Déterminer l’origine des binaires de trous noirs
Les scientifiques espèrent détecter de nouvelles types de sources d’ondes gravitationnelles, notamment une étoile à neutrons isolée, explique Landry à Live Science : « Elle produirait un signal d’ondes gravitationnelles continu, présent pendant toute la durée de vie de l’expérience. Si nous le détectons, ce sera un événement considérable ».
Ils espèrent par ailleurs étayer leurs connaissances sur les systèmes binaires de trous noirs, qui demeurent l’une des plus grandes sources d’ondes gravitationnelles, mais dont l’origine reste floue. Les données collectées par les interféromètres pourraient par exemple aider à déterminer si ces systèmes sont issus de deux étoiles distinctes, nées ensemble, qui ont évolué simultanément en supernovas ou s’il s’agit de deux trous noirs isolés qui ont fini par se rapprocher l’un de l’autre.
Albert Lazzarini, directeur adjoint du laboratoire LIGO, affirme qu’un certain nombre d’événements candidats ont d’ores et déjà été repérés avant même le début officiel de la campagne. « La plupart de ces événements impliquent des systèmes binaires de trous noirs, bien que l’un d’entre eux puisse inclure une étoile à neutrons. Les taux semblent conformes aux attentes », a-t-il déclaré. Le 18 mai, LIGO a ainsi détecté ce qui pourrait être une collision entre une étoile à neutrons et un trou noir. « En supposant que le candidat est d’origine astrophysique, la probabilité que l’objet compact plus léger soit compatible avec une masse d’étoile à neutrons est > 99%», précisent les chercheurs.

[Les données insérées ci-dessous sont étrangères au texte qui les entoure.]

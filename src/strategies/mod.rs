// =============================================================================
// Rule-based strategies — a closed, registered set of six
// =============================================================================
//
// Each strategy is a pure function of the latest feature row and its
// configured thresholds. Preconditions failing for any reason — including a
// missing feature — yields `HOLD` with confidence 0.0, never an error.
//
// All strategies compute confidence through the same template: a configured
// base value scaled by a deviation-from-threshold term, clipped to
// [0.2, 0.8].
// =============================================================================

pub mod adx_trend;
pub mod atr_based;
pub mod bb_reversal;
pub mod donchian_channel;
pub mod macd_ema;
pub mod manager;
pub mod stochastic_reversal;

use serde::Serialize;

use crate::config::StrategiesConfig;
use crate::features::FeatureRow;
use crate::types::Side;

pub use manager::{StrategyManager, StrategyProposal};

/// The closed strategy registry, in canonical order. The strategy-signal
/// feature columns follow this order as `sig_<name>`.
pub const STRATEGY_NAMES: [&str; 6] = [
    "atr_based",
    "bb_reversal",
    "stochastic_reversal",
    "donchian_channel",
    "macd_ema",
    "adx_trend",
];

/// Output of one strategy for one cycle.
#[derive(Debug, Clone, Serialize)]
pub struct StrategySignal {
    pub strategy: &'static str,
    pub side: Side,
    pub confidence: f64,
    pub metadata: serde_json::Value,
}

impl StrategySignal {
    /// The neutral signal every strategy falls back to.
    pub fn hold(strategy: &'static str) -> Self {
        Self {
            strategy,
            side: Side::Hold,
            confidence: 0.0,
            metadata: serde_json::Value::Null,
        }
    }

    pub fn new(strategy: &'static str, side: Side, confidence: f64) -> Self {
        Self {
            strategy,
            side,
            confidence,
            metadata: serde_json::Value::Null,
        }
    }

    pub fn with_metadata(mut self, metadata: serde_json::Value) -> Self {
        self.metadata = metadata;
        self
    }
}

pub trait Strategy: Send + Sync {
    fn name(&self) -> &'static str;

    /// Evaluate the latest feature row. Must not fail: missing preconditions
    /// produce `HOLD` with confidence 0.0.
    fn evaluate(&self, row: &FeatureRow<'_>) -> StrategySignal;
}

/// Shared confidence template: `base * (1 + deviation)`, clipped to [0.2, 0.8].
/// `deviation` measures how far past its trigger threshold the decisive metric
/// sits (0 = exactly at threshold).
pub fn scaled_confidence(base: f64, deviation: f64) -> f64 {
    (base * (1.0 + deviation.max(0.0))).clamp(0.2, 0.8)
}

/// Build the full strategy set from configuration. The set is closed: these
/// six, in this order, and nothing else.
pub fn build_strategies(config: &StrategiesConfig) -> Vec<Box<dyn Strategy>> {
    vec![
        Box::new(atr_based::AtrBased::new(config.atr_based.clone())),
        Box::new(bb_reversal::BbReversal::new(config.bb_reversal.clone())),
        Box::new(stochastic_reversal::StochasticReversal::new(
            config.stochastic_reversal.clone(),
        )),
        Box::new(donchian_channel::DonchianChannel::new(
            config.donchian_channel.clone(),
        )),
        Box::new(macd_ema::MacdEmaCrossover::new(config.macd_ema.clone())),
        Box::new(adx_trend::AdxTrendStrength::new(config.adx_trend.clone())),
    ]
}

Il est prévu que l’observatoire bénéficie d’autres mises à niveau d’ici la fin de la décennie, ce qui lui permettra de détecter plusieurs événements de fusion cosmique chaque jour. Et ce n’est pas tout : d’autres observatoires s’ajouteront à la collaboration LVK dans quelques années, tels que le LIGO-India, ou encore le Cosmic Explorer et le télescope Einstein. À terme, ce vaste réseau de détecteurs permettra de sonder le tissu de l’espace-temps à très haute résolution et de détecter des millions de sources par an.
« Si les détecteurs sont un facteur 10 plus sensibles, nous pourrions revenir sur les toutes premières étoiles et voir toutes les fusions de trous noirs de masse stellaire dans l’histoire de l’Univers », confirme Sheila Dwyer, scientifique à l’Observatoire de Hanford.